### Exercise prompt
Needed from the entries below: every line that holds the word "remove".
○ ○ ○
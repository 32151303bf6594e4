//! Gate configuration.
//!
//! DESIGN
//! ======
//! Path areas and home routes are plain data so deployments can move the
//! admin or account sections without touching the decision table. Only the
//! idle timeout is environment-tunable; everything else is fixed by the
//! route layout of the client.

#[cfg(test)]
#[path = "config_test.rs"]
mod config_test;

use std::time::Duration;

use serde::Deserialize;

const DEFAULT_IDLE_TIMEOUT_MS: u64 = 900_000;

#[derive(Clone, Debug, PartialEq, Eq, Deserialize)]
#[serde(default)]
pub struct GateConfig {
    /// Inactivity window before the session is signed out, in milliseconds.
    pub idle_timeout_ms: u64,
    pub login_path: String,
    pub admin_home: String,
    pub account_home: String,
    pub admin_prefixes: Vec<String>,
    pub account_prefixes: Vec<String>,
    /// Pages a signed-in user is bounced away from (exact match).
    pub auth_pages: Vec<String>,
    /// Document collection holding one profile record per identity.
    pub profile_collection: String,
}

impl Default for GateConfig {
    fn default() -> Self {
        Self {
            idle_timeout_ms: DEFAULT_IDLE_TIMEOUT_MS,
            login_path: "/login".to_owned(),
            admin_home: "/admin/dashboard".to_owned(),
            account_home: "/account".to_owned(),
            admin_prefixes: vec!["/admin".to_owned()],
            account_prefixes: vec!["/account".to_owned()],
            auth_pages: vec!["/login".to_owned(), "/signup".to_owned()],
            profile_collection: "users".to_owned(),
        }
    }
}

impl GateConfig {
    /// Defaults with `FUNB_IDLE_TIMEOUT_MS` applied when it parses.
    #[must_use]
    pub fn from_env() -> Self {
        Self {
            idle_timeout_ms: env_parse("FUNB_IDLE_TIMEOUT_MS", DEFAULT_IDLE_TIMEOUT_MS),
            ..Self::default()
        }
    }

    #[must_use]
    pub fn idle_timeout(&self) -> Duration {
        Duration::from_millis(self.idle_timeout_ms)
    }
}

fn env_parse<T>(key: &str, default: T) -> T
where
    T: std::str::FromStr + Copy,
{
    std::env::var(key)
        .ok()
        .and_then(|v| v.trim().parse::<T>().ok())
        .unwrap_or(default)
}
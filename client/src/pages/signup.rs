//! Account creation page.

#[cfg(test)]
#[path = "signup_test.rs"]
mod signup_test;

use leptos::prelude::*;

use super::login::validate_credentials;

const MIN_PASSWORD_LEN: usize = 8;

fn validate_signup(email: &str, password: &str, confirm: &str) -> Result<(String, String), &'static str> {
    let (email, password) = validate_credentials(email, password)?;
    if password.chars().count() < MIN_PASSWORD_LEN {
        return Err("Password must be at least 8 characters.");
    }
    if password != confirm {
        return Err("Passwords do not match.");
    }
    Ok((email, password))
}

#[component]
pub fn SignupPage() -> impl IntoView {
    let email = RwSignal::new(String::new());
    let password = RwSignal::new(String::new());
    let confirm = RwSignal::new(String::new());
    let info = RwSignal::new(String::new());
    let busy = RwSignal::new(false);
    #[cfg(feature = "hydrate")]
    let identity = expect_context::<crate::util::auth::BrowserIdentity>();

    let on_submit = move |ev: leptos::ev::SubmitEvent| {
        ev.prevent_default();
        if busy.get() {
            return;
        }
        let (email_value, password_value) = match validate_signup(&email.get(), &password.get(), &confirm.get()) {
            Ok(values) => values,
            Err(message) => {
                info.set(message.to_owned());
                return;
            }
        };
        busy.set(true);
        info.set("Creating account...".to_owned());

        #[cfg(feature = "hydrate")]
        {
            let identity = identity.clone();
            leptos::task::spawn_local(async move {
                match crate::net::api::sign_up(&email_value, &password_value).await {
                    Ok(()) => identity.refresh(),
                    Err(e) => info.set(format!("Sign up failed: {e}")),
                }
                busy.set(false);
            });
        }
        #[cfg(not(feature = "hydrate"))]
        let _ = (email_value, password_value);
    };

    view! {
        <div class="login-page">
            <div class="login-card">
                <h1>"FunB"</h1>
                <p class="login-card__subtitle">"Create an account"</p>
                <form class="login-form" on:submit=on_submit>
                    <input
                        class="login-input"
                        type="email"
                        placeholder="you@example.com"
                        prop:value=move || email.get()
                        on:input=move |ev| email.set(event_target_value(&ev))
                    />
                    <input
                        class="login-input"
                        type="password"
                        placeholder="Password"
                        prop:value=move || password.get()
                        on:input=move |ev| password.set(event_target_value(&ev))
                    />
                    <input
                        class="login-input"
                        type="password"
                        placeholder="Confirm password"
                        prop:value=move || confirm.get()
                        on:input=move |ev| confirm.set(event_target_value(&ev))
                    />
                    <button class="login-button" type="submit" disabled=move || busy.get()>
                        "Sign Up"
                    </button>
                </form>
                <Show when=move || !info.get().is_empty()>
                    <p class="login-message">{move || info.get()}</p>
                </Show>
                <p class="login-card__footer">
                    "Already have an account? " <a href="/login">"Sign in"</a>
                </p>
            </div>
        </div>
    }
}
use super::*;

#[test]
fn user_deserializes_with_optional_fields_missing() {
    let user: User = serde_json::from_str(r#"{"id":"u1"}"#).unwrap();
    assert_eq!(user, User { id: "u1".into(), name: None, email: None });
}

#[test]
fn user_ignores_unknown_fields() {
    let user: User = serde_json::from_str(r#"{"id":"u1","name":"Ada","avatar_url":"x"}"#).unwrap();
    assert_eq!(user.name.as_deref(), Some("Ada"));
}

#[test]
fn user_converts_into_identity() {
    let identity: Identity = User { id: "u1".into(), name: Some("Ada".into()), email: Some("a@b.c".into()) }.into();
    assert_eq!(identity.id, "u1");
    assert_eq!(identity.display_name.as_deref(), Some("Ada"));
    assert_eq!(identity.email.as_deref(), Some("a@b.c"));
}

#[test]
fn credentials_serialize_as_flat_object() {
    let body = serde_json::to_value(Credentials { email: "a@b.c", password: "pw" }).unwrap();
    assert_eq!(body, serde_json::json!({ "email": "a@b.c", "password": "pw" }));
}
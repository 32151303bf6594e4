//! Router assembly.
//!
//! SYSTEM CONTEXT
//! ==============
//! The server is a thin host: it renders the Leptos client shell for every
//! app route and serves the compiled WASM bundle from `/pkg`. Session and
//! profile APIs belong to the identity service in front of this process,
//! and route authorization happens in the client's `AuthGate`, so no page
//! here is protected server-side.

#[cfg(test)]
#[path = "mod_test.rs"]
mod mod_test;

use std::path::PathBuf;

use axum::Router;
use axum::http::StatusCode;
use axum::routing::get;
use leptos::prelude::*;
use leptos_axum::{LeptosRoutes, generate_route_list};
use tower_http::compression::CompressionLayer;
use tower_http::services::ServeDir;
use tower_http::trace::TraceLayer;

/// Routes that need no Leptos configuration.
fn base_routes() -> Router {
    Router::new().route("/healthz", get(healthz))
}

/// Full application router: health, Leptos SSR routes, and static assets.
///
/// # Errors
///
/// Returns an error if the Leptos configuration cannot be loaded.
pub fn app() -> Result<Router, String> {
    let conf = get_configuration(None).map_err(|e| format!("leptos configuration: {e}"))?;
    let leptos_options = conf.leptos_options;
    let routes = generate_route_list(client::app::App);

    let leptos_router = Router::new()
        .leptos_routes(&leptos_options, routes, {
            let opts = leptos_options.clone();
            move || client::app::shell(opts.clone())
        })
        .with_state(leptos_options.clone());

    let site_root_path = PathBuf::from(leptos_options.site_root.as_ref());

    Ok(base_routes()
        .merge(leptos_router)
        .nest_service("/pkg", ServeDir::new(site_root_path.join("pkg")))
        .layer(CompressionLayer::new())
        .layer(TraceLayer::new_for_http()))
}

async fn healthz() -> StatusCode {
    StatusCode::OK
}
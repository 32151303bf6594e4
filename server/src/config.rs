//! Process configuration read from the environment.
//!
//! Leptos options (site root, reload port) come from `get_configuration`;
//! this covers only what the host itself needs.

#[cfg(test)]
#[path = "config_test.rs"]
mod config_test;

const DEFAULT_PORT: u16 = 3000;
const DEFAULT_HOST: &str = "0.0.0.0";

#[derive(Clone, Debug, PartialEq, Eq)]
pub struct ServerConfig {
    pub host: String,
    pub port: u16,
}

impl ServerConfig {
    pub fn from_env() -> Self {
        Self {
            host: std::env::var("HOST").unwrap_or_else(|_| DEFAULT_HOST.to_owned()),
            port: env_parse("PORT", DEFAULT_PORT),
        }
    }

    pub fn bind_addr(&self) -> String {
        format!("{}:{}", self.host, self.port)
    }
}

fn env_parse<T>(key: &str, default: T) -> T
where
    T: std::str::FromStr + Copy,
{
    std::env::var(key)
        .ok()
        .and_then(|v| v.trim().parse::<T>().ok())
        .unwrap_or(default)
}
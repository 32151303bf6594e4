//! Browser adapters that connect `funb-gate` to the running app.
//!
//! SYSTEM CONTEXT
//! ==============
//! The gate only sees its collaborator traits. In the browser those are:
//!
//! - `BrowserIdentity`: session from `/api/auth/me`, sign-out via
//!   `/api/auth/logout`, re-fetched on demand after login.
//! - `BrowserProfileStore`: profile documents polled from the API, with
//!   listeners told only when the result changes.
//! - `LeptosRouter`: `leptos_router` navigation with history replacement.
//!
//! TRADE-OFFS
//! ==========
//! The profile API has no push channel, so "realtime" is a poll. A role
//! change reaches the gate within one poll interval.

#[cfg(test)]
#[path = "auth_test.rs"]
mod auth_test;

use std::time::Duration;

use leptos_router::NavigateOptions;

#[cfg(any(test, feature = "hydrate"))]
use funb_gate::provider::DocumentResult;
use funb_gate::provider::Router;

/// How often an open profile subscription re-reads its document.
pub const PROFILE_POLL_INTERVAL: Duration = Duration::from_secs(30);

/// Whether a freshly read document result should reach the listener.
#[cfg(any(test, feature = "hydrate"))]
fn should_deliver(last: Option<&DocumentResult>, next: &DocumentResult) -> bool {
    last != Some(next)
}

/// `Router` over a `leptos_router` navigate function.
#[derive(Clone)]
pub struct LeptosRouter<F> {
    navigate: F,
}

impl<F> LeptosRouter<F>
where
    F: Fn(&str, NavigateOptions),
{
    pub fn new(navigate: F) -> Self {
        Self { navigate }
    }
}

impl<F> Router for LeptosRouter<F>
where
    F: Fn(&str, NavigateOptions),
{
    fn replace(&self, path: &str) {
        (self.navigate)(path, NavigateOptions { replace: true, ..NavigateOptions::default() });
    }
}

#[cfg(feature = "hydrate")]
pub use browser::{BrowserIdentity, BrowserProfileStore};

#[cfg(feature = "hydrate")]
mod browser {
    use std::collections::HashMap;
    use std::sync::atomic::{AtomicBool, AtomicU64, Ordering};
    use std::sync::{Arc, Mutex, PoisonError};

    use async_trait::async_trait;
    use leptos::task::spawn_local;

    use funb_gate::provider::{DocumentResult, DocumentStore, IdentityProvider, Listener, Subscription};
    use funb_gate::{AuthError, Identity, Session};

    use super::{PROFILE_POLL_INTERVAL, should_deliver};
    use crate::net::api;

    type SessionListener = Arc<Listener<Result<Session, AuthError>>>;

    #[derive(Default)]
    struct Listeners {
        next_id: AtomicU64,
        entries: Mutex<HashMap<u64, SessionListener>>,
    }

    impl Listeners {
        fn insert(&self, listener: SessionListener) -> u64 {
            let id = self.next_id.fetch_add(1, Ordering::Relaxed);
            self.entries.lock().unwrap_or_else(PoisonError::into_inner).insert(id, listener);
            id
        }

        fn remove(&self, id: u64) {
            self.entries.lock().unwrap_or_else(PoisonError::into_inner).remove(&id);
        }

        fn get(&self, id: u64) -> Option<SessionListener> {
            self.entries.lock().unwrap_or_else(PoisonError::into_inner).get(&id).cloned()
        }

        fn notify(&self, result: &Result<Session, AuthError>) {
            let listeners: Vec<SessionListener> =
                self.entries.lock().unwrap_or_else(PoisonError::into_inner).values().cloned().collect();
            for listener in listeners {
                listener(result.clone());
            }
        }
    }

    async fn current_session() -> Result<Session, AuthError> {
        let user = api::fetch_current_user().await?;
        Ok(user.map_or_else(Session::signed_out, |user| Session::signed_in(Identity::from(user))))
    }

    /// Identity provider backed by the session cookie and `/api/auth/*`.
    #[derive(Clone, Default)]
    pub struct BrowserIdentity {
        listeners: Arc<Listeners>,
    }

    impl BrowserIdentity {
        pub fn new() -> Self {
            Self::default()
        }

        /// Re-read the session and push it to every listener. Called after
        /// a login or sign-up form succeeds.
        pub fn refresh(&self) {
            let listeners = self.listeners.clone();
            spawn_local(async move {
                let result = current_session().await;
                listeners.notify(&result);
            });
        }
    }

    #[async_trait]
    impl IdentityProvider for BrowserIdentity {
        fn subscribe(&self, listener: Listener<Result<Session, AuthError>>) -> Subscription {
            let id = self.listeners.insert(Arc::new(listener));

            let listeners = self.listeners.clone();
            spawn_local(async move {
                let result = current_session().await;
                if let Some(listener) = listeners.get(id) {
                    listener(result);
                }
            });

            let listeners = self.listeners.clone();
            Subscription::new(move || listeners.remove(id))
        }

        async fn sign_out(&self) -> Result<(), AuthError> {
            // gloo-net futures are !Send; run the request locally and await
            // its outcome over a oneshot.
            let (tx, rx) = futures::channel::oneshot::channel();
            spawn_local(async move {
                let _ = tx.send(api::logout().await);
            });
            rx.await.map_err(|_| AuthError::SignOutRejected("logout request dropped".to_owned()))??;

            log::info!("signed out");
            self.listeners.notify(&Ok(Session::signed_out()));
            Ok(())
        }
    }

    /// Document store that polls the profile API.
    #[derive(Clone, Copy, Debug, Default)]
    pub struct BrowserProfileStore;

    impl DocumentStore for BrowserProfileStore {
        fn subscribe(&self, collection: &str, id: &str, listener: Listener<DocumentResult>) -> Subscription {
            let alive = Arc::new(AtomicBool::new(true));
            let alive_task = alive.clone();
            let collection = collection.to_owned();
            let id = id.to_owned();

            spawn_local(async move {
                let mut last: Option<DocumentResult> = None;
                loop {
                    let result = api::fetch_document(&collection, &id).await;
                    if !alive_task.load(Ordering::Relaxed) {
                        break;
                    }
                    if should_deliver(last.as_ref(), &result) {
                        listener(result.clone());
                        last = Some(result);
                    }
                    gloo_timers::future::sleep(PROFILE_POLL_INTERVAL).await;
                    if !alive_task.load(Ordering::Relaxed) {
                        break;
                    }
                }
            });

            Subscription::new(move || alive.store(false, Ordering::Relaxed))
        }
    }
}
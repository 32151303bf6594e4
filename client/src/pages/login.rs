//! Login page with email + password and a federated sign-in link.
//!
//! On success the page does not navigate itself: it asks the identity
//! provider to refresh, and the gate's signed-in-on-auth-page rule sends
//! the user to their `redirect` target or role home.

#[cfg(test)]
#[path = "login_test.rs"]
mod login_test;

use leptos::prelude::*;

/// Trimmed `(email, password)` or the message to show.
pub(crate) fn validate_credentials(email: &str, password: &str) -> Result<(String, String), &'static str> {
    let email = email.trim();
    if email.is_empty() || password.is_empty() {
        return Err("Enter both email and password.");
    }
    if !email.contains('@') {
        return Err("Enter a valid email address.");
    }
    Ok((email.to_owned(), password.to_owned()))
}

#[component]
pub fn LoginPage() -> impl IntoView {
    let email = RwSignal::new(String::new());
    let password = RwSignal::new(String::new());
    let info = RwSignal::new(String::new());
    let busy = RwSignal::new(false);
    #[cfg(feature = "hydrate")]
    let identity = expect_context::<crate::util::auth::BrowserIdentity>();

    let on_submit = move |ev: leptos::ev::SubmitEvent| {
        ev.prevent_default();
        if busy.get() {
            return;
        }
        let (email_value, password_value) = match validate_credentials(&email.get(), &password.get()) {
            Ok(values) => values,
            Err(message) => {
                info.set(message.to_owned());
                return;
            }
        };
        busy.set(true);
        info.set("Signing in...".to_owned());

        #[cfg(feature = "hydrate")]
        {
            let identity = identity.clone();
            leptos::task::spawn_local(async move {
                match crate::net::api::sign_in_with_password(&email_value, &password_value).await {
                    Ok(()) => {
                        password.set(String::new());
                        identity.refresh();
                    }
                    Err(e) => info.set(format!("Sign in failed: {e}")),
                }
                busy.set(false);
            });
        }
        #[cfg(not(feature = "hydrate"))]
        let _ = (email_value, password_value);
    };

    view! {
        <div class="login-page">
            <div class="login-card">
                <h1>"FunB"</h1>
                <p class="login-card__subtitle">"Sign in"</p>
                <form class="login-form" on:submit=on_submit>
                    <input
                        class="login-input"
                        type="email"
                        placeholder="you@example.com"
                        prop:value=move || email.get()
                        on:input=move |ev| email.set(event_target_value(&ev))
                    />
                    <input
                        class="login-input"
                        type="password"
                        placeholder="Password"
                        prop:value=move || password.get()
                        on:input=move |ev| password.set(event_target_value(&ev))
                    />
                    <button class="login-button" type="submit" disabled=move || busy.get()>
                        "Sign In"
                    </button>
                </form>
                <Show when=move || !info.get().is_empty()>
                    <p class="login-message">{move || info.get()}</p>
                </Show>
                <div class="login-divider"></div>
                <p class="login-card__subtitle">"Or"</p>
                <a
                    href="/auth/google"
                    class="login-button"
                    on:click=move |ev| {
                        ev.prevent_default();
                        #[cfg(feature = "hydrate")]
                        {
                            if let Some(window) = web_sys::window() {
                                let _ = window.location().set_href("/auth/google");
                            }
                        }
                    }
                >
                    "Sign in with Google"
                </a>
                <p class="login-card__footer">
                    "New here? " <a href="/signup">"Create an account"</a>
                </p>
            </div>
        </div>
    }
}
○ ○ ○
### Result
        fn remove(&self, id: u64) {
            self.entries.lock().unwrap_or_else(PoisonError::into_inner).remove(&id);
            Subscription::new(move || listeners.remove(id))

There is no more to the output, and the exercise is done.